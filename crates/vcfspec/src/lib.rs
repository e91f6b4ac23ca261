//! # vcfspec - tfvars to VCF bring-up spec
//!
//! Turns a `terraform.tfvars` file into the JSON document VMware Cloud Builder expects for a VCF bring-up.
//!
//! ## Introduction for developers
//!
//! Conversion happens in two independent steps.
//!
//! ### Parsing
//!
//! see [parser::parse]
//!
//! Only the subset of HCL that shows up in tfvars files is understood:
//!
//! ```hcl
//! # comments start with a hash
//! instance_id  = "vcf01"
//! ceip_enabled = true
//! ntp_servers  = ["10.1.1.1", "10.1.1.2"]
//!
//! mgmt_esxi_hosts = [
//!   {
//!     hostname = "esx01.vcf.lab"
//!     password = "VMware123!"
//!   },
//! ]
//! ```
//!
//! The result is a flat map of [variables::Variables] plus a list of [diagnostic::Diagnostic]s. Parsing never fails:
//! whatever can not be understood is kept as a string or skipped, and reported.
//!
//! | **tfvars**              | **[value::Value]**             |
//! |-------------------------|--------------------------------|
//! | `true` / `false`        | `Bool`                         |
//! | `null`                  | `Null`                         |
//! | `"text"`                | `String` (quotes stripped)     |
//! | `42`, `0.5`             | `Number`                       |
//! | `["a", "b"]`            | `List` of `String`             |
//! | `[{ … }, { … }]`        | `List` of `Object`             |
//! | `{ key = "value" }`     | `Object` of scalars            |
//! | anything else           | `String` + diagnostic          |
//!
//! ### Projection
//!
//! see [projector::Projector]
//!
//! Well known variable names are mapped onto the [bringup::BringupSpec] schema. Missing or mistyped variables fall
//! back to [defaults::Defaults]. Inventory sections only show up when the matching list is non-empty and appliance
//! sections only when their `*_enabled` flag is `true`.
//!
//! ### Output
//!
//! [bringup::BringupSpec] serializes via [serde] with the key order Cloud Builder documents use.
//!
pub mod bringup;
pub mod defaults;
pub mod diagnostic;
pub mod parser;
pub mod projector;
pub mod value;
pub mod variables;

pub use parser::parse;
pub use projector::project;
========================================
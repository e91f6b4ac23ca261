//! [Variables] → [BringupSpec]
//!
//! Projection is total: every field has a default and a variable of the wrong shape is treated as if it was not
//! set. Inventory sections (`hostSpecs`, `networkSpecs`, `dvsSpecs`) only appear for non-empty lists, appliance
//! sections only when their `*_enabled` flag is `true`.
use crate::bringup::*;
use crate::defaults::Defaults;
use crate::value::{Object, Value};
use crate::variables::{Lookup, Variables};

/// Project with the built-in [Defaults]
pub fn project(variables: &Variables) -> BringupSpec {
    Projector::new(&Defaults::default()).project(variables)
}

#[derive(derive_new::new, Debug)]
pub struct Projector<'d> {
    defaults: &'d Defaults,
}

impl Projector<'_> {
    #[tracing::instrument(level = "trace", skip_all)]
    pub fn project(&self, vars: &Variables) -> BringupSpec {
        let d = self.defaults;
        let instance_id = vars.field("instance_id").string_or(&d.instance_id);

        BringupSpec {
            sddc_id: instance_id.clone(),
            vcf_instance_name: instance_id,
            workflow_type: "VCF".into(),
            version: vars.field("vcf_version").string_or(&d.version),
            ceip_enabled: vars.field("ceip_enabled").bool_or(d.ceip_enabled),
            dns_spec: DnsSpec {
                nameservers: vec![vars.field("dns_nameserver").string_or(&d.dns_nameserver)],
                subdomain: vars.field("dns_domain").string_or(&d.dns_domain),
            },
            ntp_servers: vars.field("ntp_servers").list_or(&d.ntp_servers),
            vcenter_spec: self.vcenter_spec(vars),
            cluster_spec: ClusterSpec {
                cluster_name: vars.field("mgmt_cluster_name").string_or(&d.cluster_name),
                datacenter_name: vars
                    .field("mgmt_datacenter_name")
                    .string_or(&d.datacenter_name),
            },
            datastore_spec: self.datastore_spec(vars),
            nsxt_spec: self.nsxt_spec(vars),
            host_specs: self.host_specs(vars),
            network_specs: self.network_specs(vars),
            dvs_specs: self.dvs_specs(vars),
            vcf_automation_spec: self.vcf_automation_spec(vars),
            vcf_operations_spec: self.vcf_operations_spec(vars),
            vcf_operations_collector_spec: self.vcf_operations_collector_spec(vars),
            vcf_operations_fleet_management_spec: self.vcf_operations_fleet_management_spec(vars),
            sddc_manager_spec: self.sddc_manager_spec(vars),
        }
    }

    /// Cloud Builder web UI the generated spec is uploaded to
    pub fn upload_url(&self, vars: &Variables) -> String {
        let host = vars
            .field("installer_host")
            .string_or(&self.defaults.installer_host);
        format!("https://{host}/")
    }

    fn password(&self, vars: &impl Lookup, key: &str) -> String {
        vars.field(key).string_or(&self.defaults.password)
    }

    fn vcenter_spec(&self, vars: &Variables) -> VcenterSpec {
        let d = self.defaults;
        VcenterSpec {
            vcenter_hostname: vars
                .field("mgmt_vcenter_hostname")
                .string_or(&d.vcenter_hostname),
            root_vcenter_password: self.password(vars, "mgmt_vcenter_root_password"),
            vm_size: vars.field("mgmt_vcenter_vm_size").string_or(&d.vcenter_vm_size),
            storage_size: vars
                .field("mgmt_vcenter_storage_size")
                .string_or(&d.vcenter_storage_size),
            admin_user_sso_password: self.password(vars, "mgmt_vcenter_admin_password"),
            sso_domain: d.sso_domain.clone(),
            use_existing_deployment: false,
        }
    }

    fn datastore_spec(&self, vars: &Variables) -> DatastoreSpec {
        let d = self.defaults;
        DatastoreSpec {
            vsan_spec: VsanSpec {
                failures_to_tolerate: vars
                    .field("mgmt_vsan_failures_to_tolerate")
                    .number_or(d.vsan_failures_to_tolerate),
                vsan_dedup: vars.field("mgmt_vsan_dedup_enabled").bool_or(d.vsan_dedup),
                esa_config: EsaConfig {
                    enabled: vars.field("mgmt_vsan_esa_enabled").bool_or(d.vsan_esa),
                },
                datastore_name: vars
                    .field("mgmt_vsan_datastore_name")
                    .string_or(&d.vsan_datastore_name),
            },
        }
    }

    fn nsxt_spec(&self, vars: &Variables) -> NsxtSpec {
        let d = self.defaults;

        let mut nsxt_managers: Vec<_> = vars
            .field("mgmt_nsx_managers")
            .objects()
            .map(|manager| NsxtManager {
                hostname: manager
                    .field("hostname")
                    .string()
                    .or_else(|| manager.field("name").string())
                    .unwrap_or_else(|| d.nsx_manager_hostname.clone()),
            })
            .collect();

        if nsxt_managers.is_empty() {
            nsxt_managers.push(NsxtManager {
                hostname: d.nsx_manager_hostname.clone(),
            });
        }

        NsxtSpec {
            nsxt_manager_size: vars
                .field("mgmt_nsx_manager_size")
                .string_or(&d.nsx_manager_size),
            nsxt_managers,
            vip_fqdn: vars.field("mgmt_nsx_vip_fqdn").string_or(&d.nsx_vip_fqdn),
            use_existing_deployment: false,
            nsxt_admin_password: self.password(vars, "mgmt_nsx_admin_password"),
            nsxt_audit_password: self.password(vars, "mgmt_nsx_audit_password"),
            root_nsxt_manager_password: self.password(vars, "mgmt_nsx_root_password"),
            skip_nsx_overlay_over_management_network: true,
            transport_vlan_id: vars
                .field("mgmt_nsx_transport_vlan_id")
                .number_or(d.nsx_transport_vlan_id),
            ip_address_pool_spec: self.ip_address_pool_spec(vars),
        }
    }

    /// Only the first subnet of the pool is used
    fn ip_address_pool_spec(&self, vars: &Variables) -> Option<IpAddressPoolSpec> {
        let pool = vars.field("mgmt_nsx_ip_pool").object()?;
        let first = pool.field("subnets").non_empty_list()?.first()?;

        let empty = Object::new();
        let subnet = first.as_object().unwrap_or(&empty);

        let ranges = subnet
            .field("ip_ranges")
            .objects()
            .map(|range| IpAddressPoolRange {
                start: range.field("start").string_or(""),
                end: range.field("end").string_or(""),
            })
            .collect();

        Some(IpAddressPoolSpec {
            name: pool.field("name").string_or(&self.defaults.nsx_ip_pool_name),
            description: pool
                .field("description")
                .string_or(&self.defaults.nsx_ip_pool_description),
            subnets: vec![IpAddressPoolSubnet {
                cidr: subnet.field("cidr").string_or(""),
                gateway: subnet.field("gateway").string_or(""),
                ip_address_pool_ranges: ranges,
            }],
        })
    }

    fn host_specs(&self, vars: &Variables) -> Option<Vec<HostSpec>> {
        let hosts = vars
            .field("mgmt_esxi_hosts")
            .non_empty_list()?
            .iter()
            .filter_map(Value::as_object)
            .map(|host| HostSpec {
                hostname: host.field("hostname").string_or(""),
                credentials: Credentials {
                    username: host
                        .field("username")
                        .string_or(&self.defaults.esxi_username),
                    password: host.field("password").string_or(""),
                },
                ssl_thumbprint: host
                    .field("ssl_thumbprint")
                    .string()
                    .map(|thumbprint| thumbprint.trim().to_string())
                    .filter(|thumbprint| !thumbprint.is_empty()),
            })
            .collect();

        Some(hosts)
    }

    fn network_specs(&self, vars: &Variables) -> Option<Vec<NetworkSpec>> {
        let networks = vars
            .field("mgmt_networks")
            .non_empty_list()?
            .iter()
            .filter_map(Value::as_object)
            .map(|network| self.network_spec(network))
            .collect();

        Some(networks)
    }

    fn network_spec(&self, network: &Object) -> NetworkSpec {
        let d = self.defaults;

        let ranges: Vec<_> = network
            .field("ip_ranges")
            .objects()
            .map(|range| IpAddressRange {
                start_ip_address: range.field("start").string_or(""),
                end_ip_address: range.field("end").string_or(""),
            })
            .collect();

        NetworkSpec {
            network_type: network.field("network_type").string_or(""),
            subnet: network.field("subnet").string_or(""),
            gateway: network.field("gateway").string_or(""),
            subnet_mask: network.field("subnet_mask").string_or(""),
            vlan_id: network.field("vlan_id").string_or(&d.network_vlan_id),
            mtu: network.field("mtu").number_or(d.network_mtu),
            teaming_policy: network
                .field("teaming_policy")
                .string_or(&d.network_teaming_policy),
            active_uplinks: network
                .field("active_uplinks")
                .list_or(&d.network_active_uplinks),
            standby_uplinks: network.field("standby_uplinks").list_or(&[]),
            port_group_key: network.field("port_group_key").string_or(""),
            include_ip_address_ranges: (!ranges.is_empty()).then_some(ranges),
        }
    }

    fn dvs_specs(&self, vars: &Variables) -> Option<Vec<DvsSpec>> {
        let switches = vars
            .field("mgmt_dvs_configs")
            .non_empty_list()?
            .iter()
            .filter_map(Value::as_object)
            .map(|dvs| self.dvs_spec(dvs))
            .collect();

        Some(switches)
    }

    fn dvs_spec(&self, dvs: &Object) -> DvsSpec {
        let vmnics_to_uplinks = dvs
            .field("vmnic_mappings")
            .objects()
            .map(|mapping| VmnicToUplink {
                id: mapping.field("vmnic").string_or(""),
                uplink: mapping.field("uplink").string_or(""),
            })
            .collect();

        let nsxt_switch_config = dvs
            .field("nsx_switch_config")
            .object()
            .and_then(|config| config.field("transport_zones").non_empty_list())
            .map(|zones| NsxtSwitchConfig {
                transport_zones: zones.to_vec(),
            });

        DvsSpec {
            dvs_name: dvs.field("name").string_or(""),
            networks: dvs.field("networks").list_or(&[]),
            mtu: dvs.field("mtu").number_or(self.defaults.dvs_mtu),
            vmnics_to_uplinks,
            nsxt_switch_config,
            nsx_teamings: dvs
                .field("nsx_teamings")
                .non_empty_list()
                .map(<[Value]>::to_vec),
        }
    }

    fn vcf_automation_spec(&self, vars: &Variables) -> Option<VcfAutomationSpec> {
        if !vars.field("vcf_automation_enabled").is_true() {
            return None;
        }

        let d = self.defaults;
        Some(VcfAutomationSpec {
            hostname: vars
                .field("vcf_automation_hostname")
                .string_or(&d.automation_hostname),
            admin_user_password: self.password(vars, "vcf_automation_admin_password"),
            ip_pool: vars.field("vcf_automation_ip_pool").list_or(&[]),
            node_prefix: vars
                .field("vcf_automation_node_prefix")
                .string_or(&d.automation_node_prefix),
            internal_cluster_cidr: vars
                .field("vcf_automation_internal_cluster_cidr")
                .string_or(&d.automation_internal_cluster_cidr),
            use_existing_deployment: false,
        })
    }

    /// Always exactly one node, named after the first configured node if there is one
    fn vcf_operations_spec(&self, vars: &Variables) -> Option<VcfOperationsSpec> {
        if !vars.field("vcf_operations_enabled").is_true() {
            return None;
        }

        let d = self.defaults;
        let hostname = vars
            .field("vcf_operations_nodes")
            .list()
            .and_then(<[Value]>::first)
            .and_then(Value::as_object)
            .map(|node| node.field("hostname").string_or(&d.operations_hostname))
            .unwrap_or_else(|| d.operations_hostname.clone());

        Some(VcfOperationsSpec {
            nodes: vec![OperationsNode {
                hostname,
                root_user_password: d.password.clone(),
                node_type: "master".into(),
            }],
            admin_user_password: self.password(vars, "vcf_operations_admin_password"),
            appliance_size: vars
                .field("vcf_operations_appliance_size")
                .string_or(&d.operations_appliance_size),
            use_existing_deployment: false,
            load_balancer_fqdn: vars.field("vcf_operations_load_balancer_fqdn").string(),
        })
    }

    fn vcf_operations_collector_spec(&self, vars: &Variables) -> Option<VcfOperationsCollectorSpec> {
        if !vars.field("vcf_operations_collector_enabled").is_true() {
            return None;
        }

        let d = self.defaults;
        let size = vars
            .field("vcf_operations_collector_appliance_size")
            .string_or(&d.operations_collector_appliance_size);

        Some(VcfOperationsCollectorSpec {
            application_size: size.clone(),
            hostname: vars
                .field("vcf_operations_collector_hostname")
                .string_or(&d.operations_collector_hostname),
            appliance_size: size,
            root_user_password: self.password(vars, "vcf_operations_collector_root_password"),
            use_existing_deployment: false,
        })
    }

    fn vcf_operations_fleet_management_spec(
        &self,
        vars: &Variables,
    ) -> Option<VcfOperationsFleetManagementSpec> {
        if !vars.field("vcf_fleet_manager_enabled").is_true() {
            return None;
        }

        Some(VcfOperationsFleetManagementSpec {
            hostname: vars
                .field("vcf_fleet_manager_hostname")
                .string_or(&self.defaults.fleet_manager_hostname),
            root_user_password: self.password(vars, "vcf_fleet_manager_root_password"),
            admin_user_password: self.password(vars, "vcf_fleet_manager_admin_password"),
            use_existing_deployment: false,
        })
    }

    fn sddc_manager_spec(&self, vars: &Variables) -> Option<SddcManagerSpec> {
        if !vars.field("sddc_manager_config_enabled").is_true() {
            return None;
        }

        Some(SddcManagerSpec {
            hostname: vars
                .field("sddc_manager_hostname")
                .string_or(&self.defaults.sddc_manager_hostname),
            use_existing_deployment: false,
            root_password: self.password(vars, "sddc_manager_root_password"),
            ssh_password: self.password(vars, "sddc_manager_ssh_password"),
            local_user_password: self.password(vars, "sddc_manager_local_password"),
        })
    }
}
========================================
About this task:
Find the string "impl" in the material above. Then copy each line that has it.

Written response:
impl Projector<'_> {
    fn password(&self, vars: &impl Lookup, key: &str) -> String {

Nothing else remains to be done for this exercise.